Endlich einmal schlafen! Dafür stand für uns am Ende die Abkürzung G.S.E. (Get Sleep
Eventually) - besonders während der letzten Tage des Programms.
Eines der Anliegen dieses Austauschprogramms ist es, gegenseitiges Verständnis und die
Wertschätzung verschiedener Kulturen zu fördern. Im weiteren Sinne trägt es zum
friedlichen Zusammenleben von Menschen mit unterschiedlichem Hintergrund,
verschiedener Herkunft und Religion bei.
Mir als Person hat das Programm die Augen geöffnet - nicht nur, weil ich dadurch die
Möglichkeit bekam, die andere Seite der Welt kennen zu lernen und in gewisser Weise
einmal Urlaub zu machen.
Vor allem anderen war es eine einzigartige Erfahrung für mich, auszuprobieren, wie ich
mit fremden Menschen in einer neuen Umgebung weit weg von meinem Zuhause zurechtkommen
würde.
In Minnesota, von Minneapolis bis zu den weiten Agrarlandschaften Gaylords, fühlte ich
mich zu Hause, obwohl mein Zuhause tausende Meilen entfernt war. Es wäre ein
aussichtloses Unterfangen, all die Erfahrungen in Worte zu packen, die ich während
dieses ganzen Monats gesammelt habe.
Da sich unsere Gruppe aus Mitgliedern unterschiedlicher Fachbereiche zusammensetzte,
besuchten wir vom zweiten Tag an sämtliche Arten von Meetings. Wir erhielten Führungen
durch die Universität von Minnesota und die Stafford-Bibliothek in Woodbury. Wir
besuchten eine Charter-School in der Innenstadt und die Hauptstadt, wo wir im Haus des
Senats eine Sitzung der Abgeordneten miterleben konnten. Wir trafen einen Richter des
obersten Gerichtshofes, überquerten den Mississippi an seinem Ursprung, im Hafen von
Itasca, zu Fuß, konnten die erst vor kurzem entdeckten "Schriftrollen vom Toten Meer"

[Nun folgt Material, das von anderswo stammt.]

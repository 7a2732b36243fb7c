//! # Trackheat
//!
//! GPS track ingestion and aggregation for map viewers.
//!
//! This library provides:
//! - A durable store of raw track files keyed by file name
//! - Decoding of GPX and GeoJSON track files into feature collections
//! - Extraction of line paths and density samples from those collections
//! - A rebuild-only aggregation engine that unions every stored track
//! - A render sink contract plus a headless sink for tests and the CLI
//!
//! ## Features
//!
//! - **`persistence`** - SQLite track store (default)
//! - **`parallel`** - Decode tracks concurrently with rayon during a rebuild
//! - **`cli`** - Build the `trackheat` command-line driver
//! - **`full`** - Enable all features
//!
//! ## Quick Start
//!
//! ```rust
//! use trackheat::{MemorySink, MemoryTrackStore, Session, Track, ViewerConfig};
//!
//! let gpx = r#"<?xml version="1.0"?>
//! <gpx version="1.1" creator="doc">
//!   <trk><trkseg>
//!     <trkpt lat="51.5074" lon="-0.1278"></trkpt>
//!     <trkpt lat="51.5080" lon="-0.1290"></trkpt>
//!   </trkseg></trk>
//! </gpx>"#;
//!
//! let session = Session::new(MemoryTrackStore::new(), MemorySink::new(), ViewerConfig::default());
//! session.upload(vec![Track::new("morning.gpx", gpx.as_bytes().to_vec())]).unwrap();
//!
//! let view = session.view();
//! assert_eq!(view.line_paths.len(), 1);
//! assert_eq!(view.point_samples.len(), 2);
//! ```

use geo::{Coord, Distance, Haversine, LineString, Point};
use serde::{Deserialize, Serialize};

// Unified error handling
pub mod error;
pub use error::{GeometryError, Result, TrackError};

// Configuration (extraction policy, density style, view defaults)
pub mod config;
pub use config::{
    ExtractConfig, GradientStop, HeatmapStyle, UnsupportedGeometryPolicy, ViewConfig,
    ViewerConfig,
};

// Track file decoders (raw bytes -> GeoJSON feature collection)
pub mod decoder;
pub use decoder::{AutoDecoder, GeoJsonDecoder, GpxDecoder, TrackDecoder};

// Geometry extraction (feature collection -> line paths + point samples)
pub mod extract;
pub use extract::{extract, TrackGeometry};

// Track store contract and in-memory store
pub mod store;
pub use store::{MemoryTrackStore, Track, TrackStore};

// SQLite track store
#[cfg(feature = "persistence")]
pub mod persistence;
#[cfg(feature = "persistence")]
pub use persistence::SqliteTrackStore;

// Aggregation engine (full rebuild from the store)
pub mod aggregate;
pub use aggregate::{
    AggregateView, AggregationEngine, EngineState, GeometryWarning, RebuildReport, TrackSummary,
};

// Weighted density grid over point samples
pub mod density;
pub use density::{DensityCell, DensityGrid};

// Render sink contract and headless sink
pub mod sink;
pub use sink::{MemorySink, RenderSink, Viewport};

// Session object tying store, engine and sink together
pub mod session;
pub use session::{RebuildStatus, Session};

/// Install a default logger for embedders that have none.
#[cfg(feature = "cli")]
pub fn init_logging() {
    let _ = env_logger::Builder::from_env(env_logger::Env::default().default_filter_or("info"))
        .try_init();
}

#[cfg(not(feature = "cli"))]
pub fn init_logging() {
    // No-op: the embedding application owns the logger
}

// ============================================================================
// Core Types
// ============================================================================

/// A GPS coordinate with latitude and longitude.
///
/// # Example
/// ```
/// use trackheat::GpsPoint;
/// let point = GpsPoint::new(51.5074, -0.1278); // London
/// assert!(point.is_valid());
/// ```
#[derive(Debug, Clone, Copy, PartialEq, Serialize, Deserialize)]
pub struct GpsPoint {
    pub latitude: f64,
    pub longitude: f64,
}

impl GpsPoint {
    /// Create a new GPS point.
    pub fn new(latitude: f64, longitude: f64) -> Self {
        Self {
            latitude,
            longitude,
        }
    }

    /// Check if the point has valid coordinates.
    pub fn is_valid(&self) -> bool {
        self.latitude.is_finite()
            && self.longitude.is_finite()
            && self.latitude >= -90.0
            && self.latitude <= 90.0
            && self.longitude >= -180.0
            && self.longitude <= 180.0
    }
}

/// One coordinate contributed to the density overlay.
///
/// Duplicates are meaningful: each one adds weight.
pub type PointSample = GpsPoint;

/// Bounding box in WGS84 degrees.
#[derive(Debug, Clone, Copy, PartialEq, Serialize, Deserialize)]
pub struct Bounds {
    pub min_lat: f64,
    pub max_lat: f64,
    pub min_lng: f64,
    pub max_lng: f64,
}

impl Bounds {
    /// Create bounds from GPS points.
    pub fn from_points(points: &[GpsPoint]) -> Option<Self> {
        let (first, rest) = points.split_first()?;
        let mut bounds = Self {
            min_lat: first.latitude,
            max_lat: first.latitude,
            min_lng: first.longitude,
            max_lng: first.longitude,
        };
        for p in rest {
            bounds.extend(p);
        }
        Some(bounds)
    }

    /// Grow the bounds to include a point.
    pub fn extend(&mut self, point: &GpsPoint) {
        self.min_lat = self.min_lat.min(point.latitude);
        self.max_lat = self.max_lat.max(point.latitude);
        self.min_lng = self.min_lng.min(point.longitude);
        self.max_lng = self.max_lng.max(point.longitude);
    }

    /// Smallest bounds covering both.
    pub fn merge(&self, other: &Bounds) -> Bounds {
        Bounds {
            min_lat: self.min_lat.min(other.min_lat),
            max_lat: self.max_lat.max(other.max_lat),
            min_lng: self.min_lng.min(other.min_lng),
            max_lng: self.max_lng.max(other.max_lng),
        }
    }

    /// Get the center point of the bounds.
    pub fn center(&self) -> GpsPoint {
        GpsPoint::new(
            (self.min_lat + self.max_lat) / 2.0,
            (self.min_lng + self.max_lng) / 2.0,
        )
    }

    /// Check if a point lies inside (inclusive).
    pub fn contains(&self, point: &GpsPoint) -> bool {
        point.latitude >= self.min_lat
            && point.latitude <= self.max_lat
            && point.longitude >= self.min_lng
            && point.longitude <= self.max_lng
    }
}

/// One continuous drawn trail segment, in lat/lon order.
///
/// Never empty. Point order defines the line direction.
#[derive(Debug, Clone, PartialEq, Serialize)]
#[serde(transparent)]
pub struct LinePath(Vec<GpsPoint>);

impl LinePath {
    /// Create a line path. Returns `None` for an empty point list.
    pub fn new(points: Vec<GpsPoint>) -> Option<Self> {
        if points.is_empty() {
            None
        } else {
            Some(Self(points))
        }
    }

    pub fn points(&self) -> &[GpsPoint] {
        &self.0
    }

    pub fn len(&self) -> usize {
        self.0.len()
    }

    /// Always false for a constructed path.
    pub fn is_empty(&self) -> bool {
        self.0.is_empty()
    }

    pub fn first(&self) -> GpsPoint {
        self.0[0]
    }

    pub fn last(&self) -> GpsPoint {
        self.0[self.0.len() - 1]
    }

    pub fn bounds(&self) -> Bounds {
        // Non-empty by construction
        let mut bounds = Bounds {
            min_lat: self.0[0].latitude,
            max_lat: self.0[0].latitude,
            min_lng: self.0[0].longitude,
            max_lng: self.0[0].longitude,
        };
        for p in &self.0[1..] {
            bounds.extend(p);
        }
        bounds
    }

    /// Convert to a `geo` line string (x = longitude, y = latitude).
    pub fn to_line_string(&self) -> LineString<f64> {
        LineString::new(
            self.0
                .iter()
                .map(|p| Coord {
                    x: p.longitude,
                    y: p.latitude,
                })
                .collect(),
        )
    }

    /// Great-circle length along the path, in meters.
    pub fn length_meters(&self) -> f64 {
        self.0
            .windows(2)
            .map(|w| {
                Haversine::distance(
                    Point::new(w[0].longitude, w[0].latitude),
                    Point::new(w[1].longitude, w[1].latitude),
                )
            })
            .sum()
    }

    pub fn into_points(self) -> Vec<GpsPoint> {
        self.0
    }
}

// ============================================================================
// Tests
// ============================================================================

im naturwissenschaftlichen Museum bewundern und besuchten St. Michael, eine Schule in
Monticello und die Sauk Centre High School - um nur einige Beispiele zu nennen!
Im Rahmen meines Fachbereiches stellen die beiden zuletzt genannten Schulen für mich
die Höhepunkte des Programms dar. Ich hatte zahlreiche Gelegenheiten, mich mit den
Schuldirektoren, den Lehrern und sonstigem Personal auszutauschen. Verschiedene
Aspekte waren für mich während meines Besuches besonders auffällig. Es war
offensichtlich, dass den Lehrern ein großes Maß an Verantwortung übertragen wurde -
wobei gleichzeitig der Nutzen sehr hoch war. Diese Verantwortung stellt einen
entscheidenden Beitrag zur Steigerung der Moral bei den Lehrern dar - was sich
wiederum in besseren akademischen Leistungen widerspiegelt.
Ebenfalls bemerkenswert war die technische Ausstattung, die aus der zur Verfügung
stehenden Anzahl von Computern ersichtlich wurde.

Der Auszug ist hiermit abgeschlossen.